Então o papa ordenou que fosse liberada a fumaça branca: Habemus papam! O povo, há horas à espera na praça São Pedro, prorrompeu em aplausos e gritarias. E ficaram todos a esperar, ansiosos, a aparição do novo papa. Quando este apareceu, no local tradicional, foi um espanto geral: era o próprio Inocêncio XI! E a surpresa foi ainda maior, porque esse papa, liberal ao extremo, ao invés de manter a trama vil em segredo, como faria qualquer um dos seus antecessores, contou tudo, com detalhes, ante os microfones e câmeras, para todo o povo na praça e para milhões de pessoas no mundo inteiro.

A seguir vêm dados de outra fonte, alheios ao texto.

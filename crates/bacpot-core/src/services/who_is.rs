use crate::apdu::UnconfirmedRequestHeader;
use crate::encoding::{reader::Reader, writer::Writer};
use crate::services::DeviceRange;
use crate::{DecodeError, EncodeError};

pub const SERVICE_WHO_IS: u8 = 0x08;

#[derive(Debug, Clone, Copy, PartialEq, Eq)]
pub struct WhoIsRequest {
    pub range: Option<DeviceRange>,
}

impl WhoIsRequest {
    pub const fn global() -> Self {
        Self { range: None }
    }

    pub const fn ranged(low: u32, high: u32) -> Self {
        Self {
            range: Some(DeviceRange { low, high }),
        }
    }

    /// True when a device with `instance` should answer.
    pub fn matches(&self, instance: u32) -> bool {
        super::range_matches(self.range, instance)
    }

    pub fn encode(&self, w: &mut Writer<'_>) -> Result<(), EncodeError> {
        UnconfirmedRequestHeader {
            service_choice: SERVICE_WHO_IS,
        }
        .encode(w)?;
        if let Some(range) = self.range {
            range.encode(w)?;
        }
        Ok(())
    }

    pub fn decode_after_header(r: &mut Reader<'_>) -> Result<Self, DecodeError> {
        let range = DeviceRange::decode_optional(r)?;
        r.expect_end()?;
        Ok(Self { range })
    }
}
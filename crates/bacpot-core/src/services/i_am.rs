use crate::apdu::UnconfirmedRequestHeader;
use crate::encoding::{
    primitives::{
        decode_app_enumerated, decode_app_object_id, decode_app_unsigned, encode_app_enumerated,
        encode_app_object_id, encode_app_unsigned,
    },
    reader::Reader,
    writer::Writer,
};
use crate::types::ObjectId;
use crate::{DecodeError, EncodeError};

pub const SERVICE_I_AM: u8 = 0x00;

#[derive(Debug, Clone, Copy, PartialEq, Eq)]
pub struct IAmRequest {
    pub device_id: ObjectId,
    pub max_apdu: u32,
    pub segmentation: u32,
    pub vendor_id: u32,
}

impl IAmRequest {
    pub fn encode(&self, w: &mut Writer<'_>) -> Result<(), EncodeError> {
        UnconfirmedRequestHeader {
            service_choice: SERVICE_I_AM,
        }
        .encode(w)?;
        encode_app_object_id(w, self.device_id.raw())?;
        encode_app_unsigned(w, self.max_apdu)?;
        encode_app_enumerated(w, self.segmentation)?;
        encode_app_unsigned(w, self.vendor_id)
    }

    pub fn decode_after_header(r: &mut Reader<'_>) -> Result<Self, DecodeError> {
        let device_id = ObjectId::from_raw(decode_app_object_id(r)?);
        let max_apdu = decode_app_unsigned(r)?;
        let segmentation = decode_app_enumerated(r)?;
        let vendor_id = decode_app_unsigned(r)?;

        Ok(Self {
            device_id,
            max_apdu,
            segmentation,
            vendor_id,
        })
    }
}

   Quando a onda de choque arrefeceu um pouco na praça, o papa passou a falar com entusiasmo a favor de suas reformas. Muitos ficaram chocados, mas a imensa maioria aplaudiu com entusiasmo. Lá embaixo na praça, padre Bernini sorriu extasiado dentro da batina preta, virou-se para a moça que estava colada ao seu lado há mais de duas horas e deu-lhe um longo e cinematográfico beijo na boca. Muitas pessoas, horrorizadas, se benzeram e se afastaram, abrindo uma verdadeira clareira ao redor do casal, deixando-os totalmente expostos em seu abraço apaixonado Então a imensa maioria prorrompeu num aplauso sem fim. Ah, o Amor! Novos tempos. Lá em cima, da sacada, um papa extraordinário abençoou o casal, com lágrimas nos olhos e um sorriso iluminado de contentamento: Sim, agora sua Igreja iria renascer!...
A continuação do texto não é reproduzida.